To have passed the First School Leaving Certificate so well in 1922 and be appointed a teacher in his alma mater was a feat on the part of Agori Iwe. For, according to Rev. J.O. Binitie even in the 1930’s only four Schools were in Warri: Government School; C.M.S. School; African Church School; and Roman Catholic Mission School. “And”, says Binitie, “a regular feature of the First School Leaving Certificate Examination at the time, was like the West African Coast, where many [Europeans] went and only a few returned” (J.O. Biniti, Interviewed at Warri, 16 Dec. 1969).
In 1924 Agori was selected and sent to St. Andrew’s College Oyo to be trained as a grade II Teacher and a Catechist. The first two years 1924 and 1925 were devoted to his training as a school teacher, while 1926 and 1927 were devoted to theological training. When he came out, he was in 1928 appointed a pioneer school teacher in Urhobo church District.
Having worked in the Urhobo church District from 1928 till1937, he was sent to St. Paul’s Training College Awka to do an ordination course after which he was ordained a deacon in 1938. He served his curacy in Eastern Nigeria at St. Simeon’s Anglican Church Nnobi, in Newi District, under Rev. H. Oggi. He was here until 1940 when, after he had been priested, he was sent back to Urhoboland. He was placed in charge of Urhobo C.M.S. churches as superintendent in 1942. At that same time he became Manager of C.M.S. schools in Urhoboland, working under the general supervision of Archdeacon W.E. Burne who was at the time based in Warri. By 1947, the population of St. Luke’s Otovwodo, had so increased, that Agori decided that the School be this purpose, he secured a piece of land measuring one mile square from His royal Higness Ohaisi II, the Ovie of Ughelli (see M.E. Opharomavua, “Bishop Agori Iwe…” A Long Essay for Bendel State University, 1985, p.9).

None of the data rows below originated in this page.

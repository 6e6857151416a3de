use tracing::trace;

use crate::error::ChartResult;
use crate::interaction::HoverChange;
use crate::render::{NodeId, Scene};

use super::BarChart;

impl<S: Scene> BarChart<S> {
    /// Hit-tests bound bars at surface coordinates and dispatches hover edges.
    ///
    /// Bars are tested against their target geometry; the last bar drawn wins
    /// on overlap.
    pub fn pointer_move(&mut self, x: f64, y: f64) -> ChartResult<Option<NodeId>> {
        let target = self.bar_at(x, y);
        let change = self.hover.on_pointer_target(target);
        self.dispatch_hover_change(change)?;
        Ok(target)
    }

    pub fn pointer_leave(&mut self) -> ChartResult<()> {
        let change = self.hover.on_pointer_leave();
        self.dispatch_hover_change(change)
    }

    #[must_use]
    pub fn hovered_bar(&self) -> Option<NodeId> {
        self.hover.hovered()
    }

    fn bar_at(&self, x: f64, y: f64) -> Option<NodeId> {
        let graph = self.lifecycle.graph()?;
        let local_x = x - self.config.margins.left;
        graph
            .bound_shapes()
            .iter()
            .zip(&self.bars)
            .rev()
            .find(|(_, layout)| layout.contains(local_x, y))
            .map(|(shape, _)| *shape)
    }

    fn dispatch_hover_change(&mut self, change: HoverChange) -> ChartResult<()> {
        if let Some(left) = change.left {
            trace!(shape = left.0, "hover out");
            self.scene.dispatch_hover(left, false)?;
        }
        if let Some(entered) = change.entered {
            trace!(shape = entered.0, "hover in");
            self.scene.dispatch_hover(entered, true)?;
        }
        Ok(())
    }
}
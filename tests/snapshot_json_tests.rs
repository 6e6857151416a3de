use bar_chart_rs::api::{
    BarChart, CHART_SNAPSHOT_JSON_SCHEMA_V1, ChartSnapshot, LifecyclePhase, demo_dataset,
};
use bar_chart_rs::core::Datum;
use bar_chart_rs::render::RetainedScene;
use serde_json::Value;

fn drawn_chart() -> BarChart<RetainedScene> {
    let mut chart = BarChart::new(RetainedScene::new());
    chart.set_graph_data(demo_dataset());
    chart.init_chart("#chart").expect("mount");
    chart
}

#[test]
fn snapshot_captures_scales_and_bars() {
    let snapshot = drawn_chart().snapshot();

    assert_eq!(snapshot.lifecycle, LifecyclePhase::Drawn);
    assert_eq!(snapshot.record_count, Some(5));
    assert_eq!(
        snapshot.x_domain,
        ["A", "B", "C", "D", "E"].map(Datum::from).to_vec()
    );
    assert_eq!(snapshot.y_domain, (0.0, 125.0));
    assert_eq!(snapshot.band_width, 59.0);
    assert_eq!(snapshot.bars.len(), 5);
    assert_eq!(
        snapshot.x_axis.as_ref().map(|axis| axis.ticks.len()),
        Some(5)
    );
}

#[test]
fn snapshot_of_unmounted_chart_has_no_scales() {
    let snapshot = BarChart::new(RetainedScene::new()).snapshot();

    assert_eq!(snapshot.lifecycle, LifecyclePhase::Unmounted);
    assert_eq!(snapshot.record_count, Some(0));
    assert!(snapshot.x_domain.is_empty());
    assert!(snapshot.x_axis.is_none());
    assert!(snapshot.bars.is_empty());
}

#[test]
fn contract_payload_is_versioned_and_parses_back() {
    let chart = drawn_chart();
    let json = chart
        .snapshot_json_contract_v1_pretty()
        .expect("serialize contract");

    let value: Value = serde_json::from_str(&json).expect("valid json");
    assert_eq!(
        value["schema_version"].as_u64(),
        Some(u64::from(CHART_SNAPSHOT_JSON_SCHEMA_V1))
    );
    assert_eq!(value["snapshot"]["x_domain"][1], "B");

    let parsed = ChartSnapshot::from_json_compat_str(&json).expect("parse contract");
    let expected = chart.snapshot();
    assert_eq!(parsed.lifecycle, expected.lifecycle);
    assert_eq!(parsed.x_domain, expected.x_domain);
    assert_eq!(parsed.margins, expected.margins);
    assert_eq!(parsed.bars.len(), expected.bars.len());
    assert_eq!(parsed.bars[1].height, 292.0);
}

#[test]
fn bare_snapshot_json_is_accepted() {
    let snapshot = drawn_chart().snapshot();
    let bare = serde_json::to_string(&snapshot).expect("serialize snapshot");

    let parsed = ChartSnapshot::from_json_compat_str(&bare).expect("parse bare snapshot");
    assert_eq!(parsed.record_count, snapshot.record_count);
    assert_eq!(parsed.y_domain, snapshot.y_domain);
    assert_eq!(parsed.band_width, snapshot.band_width);
}

#[test]
fn unknown_schema_version_is_rejected() {
    let snapshot = drawn_chart().snapshot();
    let payload = serde_json::json!({
        "schema_version": 99,
        "snapshot": snapshot,
    });

    let result = ChartSnapshot::from_json_compat_str(&payload.to_string());
    assert!(result.is_err());
}
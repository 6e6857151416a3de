use bar_chart_rs::api::{ChartHost, demo_config, demo_dataset};
use bar_chart_rs::render::{RetainedScene, svg};
use bar_chart_rs::telemetry;
use std::fs;
use std::path::PathBuf;

const USAGE: &str = "usage: render_demo_svg [--width <px>] [--output <path>] [--snapshot <path>]";
const DEFAULT_CONTAINER_WIDTH: f64 = 600.0;

#[derive(Debug)]
struct CliArgs {
    width: f64,
    output: Option<PathBuf>,
    snapshot: Option<PathBuf>,
}

fn main() {
    let _ = telemetry::init_default_tracing();
    if let Err(err) = run() {
        eprintln!("error: {err}");
        std::process::exit(1);
    }
}

fn run() -> Result<(), String> {
    let args = parse_args()?;

    let mut host = ChartHost::mount(RetainedScene::new(), "#chart", args.width, &demo_config())
        .map_err(|err| format!("failed to mount chart: {err}"))?;
    host.on_data_changed(Some(demo_dataset()))
        .map_err(|err| format!("failed to render demo data: {err}"))?;
    host.chart_mut().scene_mut().settle();

    let document = svg::to_svg_document(host.chart().scene());
    match &args.output {
        Some(path) => fs::write(path, &document)
            .map_err(|err| format!("failed to write `{}`: {err}", path.display()))?,
        None => print!("{document}"),
    }

    if let Some(path) = &args.snapshot {
        let json = host
            .chart()
            .snapshot_json_contract_v1_pretty()
            .map_err(|err| format!("failed to serialize snapshot: {err}"))?;
        fs::write(path, json)
            .map_err(|err| format!("failed to write `{}`: {err}", path.display()))?;
    }
    Ok(())
}

fn parse_args() -> Result<CliArgs, String> {
    let mut args = std::env::args().skip(1);
    let mut parsed = CliArgs {
        width: DEFAULT_CONTAINER_WIDTH,
        output: None,
        snapshot: None,
    };

    while let Some(flag) = args.next() {
        match flag.as_str() {
            "--width" => {
                let value = args
                    .next()
                    .ok_or_else(|| "missing value for --width".to_owned())?;
                parsed.width = value
                    .parse::<f64>()
                    .map_err(|err| format!("invalid --width `{value}`: {err}"))?;
            }
            "--output" => {
                let value = args
                    .next()
                    .ok_or_else(|| "missing value for --output".to_owned())?;
                parsed.output = Some(PathBuf::from(value));
            }
            "--snapshot" => {
                let value = args
                    .next()
                    .ok_or_else(|| "missing value for --snapshot".to_owned())?;
                parsed.snapshot = Some(PathBuf::from(value));
            }
            "--help" | "-h" => return Err(USAGE.to_owned()),
            other => return Err(format!("unknown argument `{other}`\n{USAGE}")),
        }
    }

    Ok(parsed)
}
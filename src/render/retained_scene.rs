use indexmap::IndexMap;
use tracing::trace;

use crate::core::AxisLayout;
use crate::error::{ChartError, ChartResult};
use crate::render::{
    Attr, HoverStyle, NodeAttributes, NodeId, Scene, ShapeStyle, Transition, Translate,
};

const PROGRESS_EPSILON: f64 = 1e-9;

#[derive(Debug, Clone, PartialEq)]
pub enum NodeKind {
    Surface {
        container: String,
        width: f64,
        height: f64,
    },
    Group,
    Rect,
}

#[derive(Debug, Clone, PartialEq)]
struct ActiveTransition {
    start_ms: f64,
    from: Vec<Attr>,
    transition: Transition,
}

/// One node of a [`RetainedScene`].
#[derive(Debug, Clone, PartialEq)]
pub struct SceneNode {
    pub kind: NodeKind,
    pub class: Option<String>,
    pub parent: Option<NodeId>,
    pub children: Vec<NodeId>,
    pub attributes: NodeAttributes,
    pub hover_style: Option<HoverStyle>,
    pub hovered: bool,
    pub axis: Option<AxisLayout>,
    active: Option<ActiveTransition>,
}

impl SceneNode {
    fn new(kind: NodeKind, parent: Option<NodeId>) -> Self {
        Self {
            kind,
            class: None,
            parent,
            children: Vec::new(),
            attributes: NodeAttributes::default(),
            hover_style: None,
            hovered: false,
            axis: None,
            active: None,
        }
    }

    #[must_use]
    pub fn is_animating(&self) -> bool {
        self.active.is_some()
    }

    /// Final values of the running transition, or current values when idle.
    #[must_use]
    pub fn target_attributes(&self) -> NodeAttributes {
        let mut target = self.attributes;
        if let Some(active) = &self.active {
            for attr in &active.transition.targets {
                target.apply(*attr);
            }
        }
        target
    }

    #[must_use]
    pub fn is_pending_removal(&self) -> bool {
        self.active
            .as_ref()
            .is_some_and(|active| active.transition.remove_on_end)
    }
}

/// In-memory scene graph with a deterministic clock.
///
/// Transitions advance only through [`RetainedScene::advance`], so headless
/// hosts and tests control animation time explicitly.
#[derive(Debug, Clone, Default)]
pub struct RetainedScene {
    nodes: IndexMap<NodeId, SceneNode>,
    next_id: u64,
    now_ms: f64,
}

impl RetainedScene {
    #[must_use]
    pub fn new() -> Self {
        Self::default()
    }

    #[must_use]
    pub fn now_ms(&self) -> f64 {
        self.now_ms
    }

    #[must_use]
    pub fn node(&self, id: NodeId) -> Option<&SceneNode> {
        self.nodes.get(&id)
    }

    #[must_use]
    pub fn contains(&self, id: NodeId) -> bool {
        self.nodes.contains_key(&id)
    }

    /// Root surfaces in creation order.
    #[must_use]
    pub fn surfaces(&self) -> Vec<NodeId> {
        self.nodes
            .iter()
            .filter(|(_, node)| matches!(node.kind, NodeKind::Surface { .. }))
            .map(|(id, _)| *id)
            .collect()
    }

    #[must_use]
    pub fn children(&self, id: NodeId) -> &[NodeId] {
        self.nodes
            .get(&id)
            .map_or(&[], |node| node.children.as_slice())
    }

    #[must_use]
    pub fn node_count(&self) -> usize {
        self.nodes.len()
    }

    #[must_use]
    pub fn animating_count(&self) -> usize {
        self.nodes.values().filter(|node| node.is_animating()).count()
    }

    /// Advances the clock, applying and completing due transitions.
    pub fn advance(&mut self, elapsed_ms: f64) {
        if elapsed_ms.is_finite() && elapsed_ms > 0.0 {
            self.now_ms += elapsed_ms;
        }
        let now = self.now_ms;
        let mut finished = Vec::new();

        for (id, node) in &mut self.nodes {
            let Some(active) = &node.active else {
                continue;
            };
            let progress = if active.transition.duration_ms <= 0.0 {
                1.0
            } else {
                let raw = (now - active.start_ms) / active.transition.duration_ms;
                if raw >= 1.0 - PROGRESS_EPSILON {
                    1.0
                } else {
                    raw.clamp(0.0, 1.0)
                }
            };
            let values: Vec<Attr> = if progress >= 1.0 {
                active.transition.targets.to_vec()
            } else {
                let eased = active.transition.easing.apply(progress);
                active
                    .from
                    .iter()
                    .zip(&active.transition.targets)
                    .map(|(from, to)| from.interpolate(*to, eased))
                    .collect()
            };
            for value in values {
                node.attributes.apply(value);
            }
            if progress >= 1.0 {
                let remove = active.transition.remove_on_end;
                node.active = None;
                if remove {
                    finished.push(*id);
                }
            }
        }

        for id in finished {
            trace!(node = id.0, "transition removed node");
            self.detach(id);
        }
    }

    /// Advances until no transition is running.
    pub fn settle(&mut self) {
        let last_end = self
            .nodes
            .values()
            .filter_map(|node| node.active.as_ref())
            .map(|active| active.start_ms + active.transition.duration_ms)
            .fold(self.now_ms, f64::max);
        self.now_ms = last_end;
        self.advance(0.0);
    }

    fn allocate(&mut self, node: SceneNode) -> NodeId {
        self.next_id += 1;
        let id = NodeId(self.next_id);
        if let Some(parent) = node.parent {
            if let Some(parent) = self.nodes.get_mut(&parent) {
                parent.children.push(id);
            }
        }
        self.nodes.insert(id, node);
        id
    }

    fn node_mut(&mut self, id: NodeId) -> ChartResult<&mut SceneNode> {
        self.nodes.get_mut(&id).ok_or(ChartError::UnknownNode(id.0))
    }

    fn detach(&mut self, id: NodeId) {
        let Some(node) = self.nodes.shift_remove(&id) else {
            return;
        };
        if let Some(parent) = node.parent.and_then(|parent| self.nodes.get_mut(&parent)) {
            parent.children.retain(|child| *child != id);
        }
        for child in node.children {
            self.detach(child);
        }
    }
}

impl Scene for RetainedScene {
    fn create_surface(&mut self, container: &str, width: f64, height: f64) -> ChartResult<NodeId> {
        validate_surface_size(width, height)?;
        Ok(self.allocate(SceneNode::new(
            NodeKind::Surface {
                container: container.to_owned(),
                width,
                height,
            },
            None,
        )))
    }

    fn set_surface_size(&mut self, surface: NodeId, width: f64, height: f64) -> ChartResult<()> {
        validate_surface_size(width, height)?;
        match &mut self.node_mut(surface)?.kind {
            NodeKind::Surface {
                width: current_width,
                height: current_height,
                ..
            } => {
                *current_width = width;
                *current_height = height;
                Ok(())
            }
            _ => Err(ChartError::Scene(format!(
                "node {} is not a surface",
                surface.0
            ))),
        }
    }

    fn create_group(
        &mut self,
        parent: NodeId,
        class: Option<&str>,
        transform: Translate,
    ) -> ChartResult<NodeId> {
        self.node_mut(parent)?;
        let mut node = SceneNode::new(NodeKind::Group, Some(parent));
        node.class = class.map(str::to_owned);
        node.attributes.transform = transform;
        Ok(self.allocate(node))
    }

    fn append_shape(&mut self, group: NodeId, style: ShapeStyle) -> ChartResult<NodeId> {
        self.node_mut(group)?;
        let mut node = SceneNode::new(NodeKind::Rect, Some(group));
        node.attributes.corner_radius_x = style.corner_radius_x;
        node.attributes.corner_radius_y = style.corner_radius_y;
        node.attributes.stroke = Some(style.stroke);
        node.attributes.stroke_width = style.stroke_width;
        Ok(self.allocate(node))
    }

    fn remove_shape(&mut self, shape: NodeId) -> ChartResult<()> {
        self.node_mut(shape)?;
        self.detach(shape);
        Ok(())
    }

    fn set_attribute(&mut self, node: NodeId, attr: Attr) -> ChartResult<()> {
        self.node_mut(node)?.attributes.apply(attr);
        Ok(())
    }

    fn animate(&mut self, node: NodeId, transition: Transition) -> ChartResult<()> {
        let start_ms = self.now_ms;
        let target = self.node_mut(node)?;
        let from = transition
            .targets
            .iter()
            .map(|attr| target.attributes.read(attr.kind()))
            .collect();
        if target.active.is_some() {
            trace!(node = node.0, "superseding running transition");
        }
        target.active = Some(ActiveTransition {
            start_ms,
            from,
            transition,
        });
        Ok(())
    }

    fn set_hover_style(&mut self, shape: NodeId, style: HoverStyle) -> ChartResult<()> {
        self.node_mut(shape)?.hover_style = Some(style);
        Ok(())
    }

    fn dispatch_hover(&mut self, shape: NodeId, hovered: bool) -> ChartResult<()> {
        let node = self.node_mut(shape)?;
        let Some(style) = node.hover_style else {
            return Ok(());
        };
        node.hovered = hovered;
        node.attributes.stroke = Some(if hovered {
            style.highlight_stroke
        } else {
            style.normal_stroke
        });
        Ok(())
    }

    fn render_axis(&mut self, group: NodeId, layout: &AxisLayout) -> ChartResult<()> {
        self.node_mut(group)?.axis = Some(layout.clone());
        Ok(())
    }
}

fn validate_surface_size(width: f64, height: f64) -> ChartResult<()> {
    if width.is_finite() && height.is_finite() && width > 0.0 && height > 0.0 {
        return Ok(());
    }
    Err(ChartError::InvalidViewport { width, height })
}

The land acquired by Agori Iwe for the C.M.S. (later, Anglican) Church, was part of the Aghwar’ode (Bas Bush) of Ughelli, where those who died in the strange circumstances were buried. The C.M.S. parsonage, later named St. John’s parsonage, was built there, by Agori. According to the witness of Agori’s widow Mrs. Ruth O. Agori (Interviewed, 9 Jan. 1988) when the movement from Otovwodo to Ovwodawanre was to be undertaken, many people warned Agori about it, and discourage the movement because, as mentioned above, the place was part of the Awharodo of Ughelli. But Agori defied those warnings and moved the headquarters from Otovwodo to Ovwodawanre. Many of the trees, according to Agori’s widow, were felled by Agori himself, and because he had a double barrel and was a hunter, he shot at owls which infested the new station, and through their hooting instilled fear on the members of the Agori house hold, which were the first set of human beings to live in Ovwodawanre, after the movement there of the C.M.S. headquarters in 1947. The school children of St. Luke’s primary school, (including the present writer) were from time to time employed to up-root storms, and work on the new school ground to create a foot ball field and other pay grounds for the school.

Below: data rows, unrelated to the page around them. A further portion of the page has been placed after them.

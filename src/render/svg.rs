//! SVG export of a [`RetainedScene`].
//!
//! The export reflects current (possibly mid-transition) attribute values.

use crate::core::{AxisLayout, AxisOrient};
use crate::render::{Color, NodeId, NodeKind, RetainedScene, SceneNode};

const SVG_NS: &str = "http://www.w3.org/2000/svg";

/// Writes every root surface of `scene` as one SVG document each, concatenated.
#[must_use]
pub fn to_svg_document(scene: &RetainedScene) -> String {
    let mut out = String::new();
    for surface in scene.surfaces() {
        write_node(scene, surface, 0, &mut out);
    }
    out
}

fn write_node(scene: &RetainedScene, id: NodeId, depth: usize, out: &mut String) {
    let Some(node) = scene.node(id) else {
        return;
    };
    let indent = "  ".repeat(depth);
    match &node.kind {
        NodeKind::Surface { width, height, .. } => {
            out.push_str(&format!(
                "{indent}<svg xmlns=\"{SVG_NS}\" width=\"{}\" height=\"{}\">\n",
                number(*width),
                number(*height)
            ));
            write_children(scene, node, depth, out);
            out.push_str(&format!("{indent}</svg>\n"));
        }
        NodeKind::Group => {
            let class = node
                .class
                .as_deref()
                .map(|class| format!(" class=\"{}\"", escape(class)))
                .unwrap_or_default();
            let transform = node.attributes.transform;
            out.push_str(&format!(
                "{indent}<g{class} transform=\"translate({},{})\">\n",
                number(transform.x),
                number(transform.y)
            ));
            write_children(scene, node, depth, out);
            if let Some(axis) = &node.axis {
                write_axis(axis, depth + 1, out);
            }
            out.push_str(&format!("{indent}</g>\n"));
        }
        NodeKind::Rect => {
            let attrs = node.attributes;
            let fill = attrs.fill.map_or_else(|| "none".to_owned(), Color::to_hex);
            let stroke = attrs.stroke.map_or_else(|| "none".to_owned(), Color::to_hex);
            out.push_str(&format!(
                "{indent}<rect x=\"{}\" y=\"{}\" width=\"{}\" height=\"{}\" rx=\"{}\" ry=\"{}\" \
                 style=\"fill: {fill}; stroke: {stroke}; stroke-width: {};\"/>\n",
                number(attrs.x),
                number(attrs.y),
                number(attrs.width.max(0.0)),
                number(attrs.height.max(0.0)),
                number(attrs.corner_radius_x),
                number(attrs.corner_radius_y),
                number(attrs.stroke_width),
            ));
        }
    }
}

fn write_children(scene: &RetainedScene, node: &SceneNode, depth: usize, out: &mut String) {
    for child in &node.children {
        write_node(scene, *child, depth + 1, out);
    }
}

fn write_axis(axis: &AxisLayout, depth: usize, out: &mut String) {
    let indent = "  ".repeat(depth);
    let descriptor = axis.descriptor;
    let sign = descriptor.orient.outward_sign();
    let tick = sign * descriptor.tick_size;
    let label_offset = sign * (descriptor.tick_size.max(0.0) + descriptor.tick_padding);

    for entry in &axis.ticks {
        let label = escape(&entry.label);
        let line = if descriptor.orient.is_horizontal() {
            format!(
                "<g class=\"tick\" transform=\"translate({},0)\"><line y2=\"{}\"/>\
                 <text y=\"{}\" dy=\"{}\" text-anchor=\"middle\">{label}</text></g>",
                number(entry.position),
                number(tick),
                number(label_offset),
                if descriptor.orient == AxisOrient::Top { "0em" } else { ".71em" },
            )
        } else {
            let anchor = if descriptor.orient == AxisOrient::Left {
                "end"
            } else {
                "start"
            };
            format!(
                "<g class=\"tick\" transform=\"translate(0,{})\"><line x2=\"{}\"/>\
                 <text x=\"{}\" dy=\".32em\" text-anchor=\"{anchor}\">{label}</text></g>",
                number(entry.position),
                number(tick),
                number(label_offset),
            )
        };
        out.push_str(&format!("{indent}{line}\n"));
    }

    let (start, end) = axis.range;
    let domain = if descriptor.orient.is_horizontal() {
        format!(
            "M{},{}V0H{}V{}",
            number(start),
            number(tick),
            number(end),
            number(tick)
        )
    } else {
        format!(
            "M{},{}H0V{}H{}",
            number(tick),
            number(start),
            number(end),
            number(tick)
        )
    };
    out.push_str(&format!("{indent}<path class=\"domain\" d=\"{domain}\"/>\n"));
}

fn number(value: f64) -> String {
    let rounded = (value * 1000.0).round() / 1000.0;
    if rounded == 0.0 {
        "0".to_owned()
    } else {
        rounded.to_string()
    }
}

fn escape(text: &str) -> String {
    let mut escaped = String::with_capacity(text.len());
    for c in text.chars() {
        match c {
            '&' => escaped.push_str("&amp;"),
            '<' => escaped.push_str("&lt;"),
            '>' => escaped.push_str("&gt;"),
            '"' => escaped.push_str("&quot;"),
            '\'' => escaped.push_str("&#39;"),
            _ => escaped.push(c),
        }
    }
    escaped
}

#[cfg(test)]
mod tests {
    use super::{escape, number};

    #[test]
    fn numbers_drop_float_noise() {
        assert_eq!(number(0.300_000_000_000_000_04), "0.3");
        assert_eq!(number(-0.0), "0");
        assert_eq!(number(375.0), "375");
    }

    #[test]
    fn labels_are_xml_escaped() {
        assert_eq!(escape("A&B <c>"), "A&amp;B &lt;c&gt;");
    }
}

As a result of the nature of Ovwodawanre, as Ughelli Bad bush, demonic spirits as aziza were frequently encountered. Mrs. Ruth Agori Iwe recalled an instance when aziza carried one Native Authority school teacher, who lived at Ovwodawanre, to the burial ground in the bush at night. The following morning, a search party had to be despatched into the bush to search for him until he was found sitting alone at the burial ground (cemetery). We cannot agree more with Agori’s widow that it was by God’s name and power that her husband was able to move the C.M.S. station from Otovwodo and establish it a Ovwodaware, a place which, as at the time of writing has become the Headquarters of Warri Diocese, where the Bishopscourt is built. Agori served in training in St. Aiden’s College, Birkinghead, Liverpool, England. When he returned from Britain in 1950, Agori was again posted to Igboland. He was placed in charge of Enugu Church District until December 1951. In 1952 he was sent back to Urhobo as Superintendent of the Urhobo District Church Council. He occupied this position until 1954 when he was appointed Archdeacon of Warri Archdeaconry.